■ EXERCISE BRIEF
Isolate every line in the data with the string "RunContext" and copy it.

■ DATA UNDER STUDY
>>>>>
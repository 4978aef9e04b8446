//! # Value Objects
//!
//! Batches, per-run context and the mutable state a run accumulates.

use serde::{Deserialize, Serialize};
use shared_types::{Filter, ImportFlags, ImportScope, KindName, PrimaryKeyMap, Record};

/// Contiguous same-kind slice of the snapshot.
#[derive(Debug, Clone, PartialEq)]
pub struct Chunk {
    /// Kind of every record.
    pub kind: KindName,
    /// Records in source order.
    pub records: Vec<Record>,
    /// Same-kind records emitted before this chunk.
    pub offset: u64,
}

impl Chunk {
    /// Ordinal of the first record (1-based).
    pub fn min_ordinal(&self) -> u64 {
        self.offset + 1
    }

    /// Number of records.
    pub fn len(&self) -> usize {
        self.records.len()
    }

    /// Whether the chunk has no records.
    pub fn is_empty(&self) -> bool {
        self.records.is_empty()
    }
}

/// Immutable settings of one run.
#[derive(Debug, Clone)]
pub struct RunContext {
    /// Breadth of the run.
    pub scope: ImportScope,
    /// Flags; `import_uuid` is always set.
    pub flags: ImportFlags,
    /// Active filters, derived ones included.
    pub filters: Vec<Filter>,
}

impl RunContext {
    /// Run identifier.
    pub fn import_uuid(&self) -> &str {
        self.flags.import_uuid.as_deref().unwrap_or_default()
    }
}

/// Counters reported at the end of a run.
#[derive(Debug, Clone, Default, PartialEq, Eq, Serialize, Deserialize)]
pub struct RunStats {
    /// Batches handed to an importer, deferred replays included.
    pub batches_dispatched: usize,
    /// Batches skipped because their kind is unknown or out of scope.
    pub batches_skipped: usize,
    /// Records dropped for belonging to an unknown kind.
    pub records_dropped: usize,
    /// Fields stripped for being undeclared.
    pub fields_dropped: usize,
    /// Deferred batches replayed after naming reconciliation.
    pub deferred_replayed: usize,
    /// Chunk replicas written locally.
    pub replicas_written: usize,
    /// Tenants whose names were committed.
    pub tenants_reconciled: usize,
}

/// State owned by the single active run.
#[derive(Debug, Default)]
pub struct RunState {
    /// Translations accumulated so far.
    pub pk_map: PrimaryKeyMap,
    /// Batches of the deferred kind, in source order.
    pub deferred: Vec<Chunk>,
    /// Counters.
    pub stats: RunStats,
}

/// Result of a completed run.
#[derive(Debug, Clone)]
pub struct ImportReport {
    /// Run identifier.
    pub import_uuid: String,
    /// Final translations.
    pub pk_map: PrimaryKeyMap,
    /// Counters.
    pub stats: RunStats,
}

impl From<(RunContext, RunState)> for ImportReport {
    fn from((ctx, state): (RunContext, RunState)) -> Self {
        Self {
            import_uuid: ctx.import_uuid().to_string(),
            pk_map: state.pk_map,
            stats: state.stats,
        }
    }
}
<<<<<
■ REPLY TO THE EXERCISE
pub struct RunContext {
impl RunContext {
impl From<(RunContext, RunState)> for ImportReport {
    fn from((ctx, state): (RunContext, RunState)) -> Self {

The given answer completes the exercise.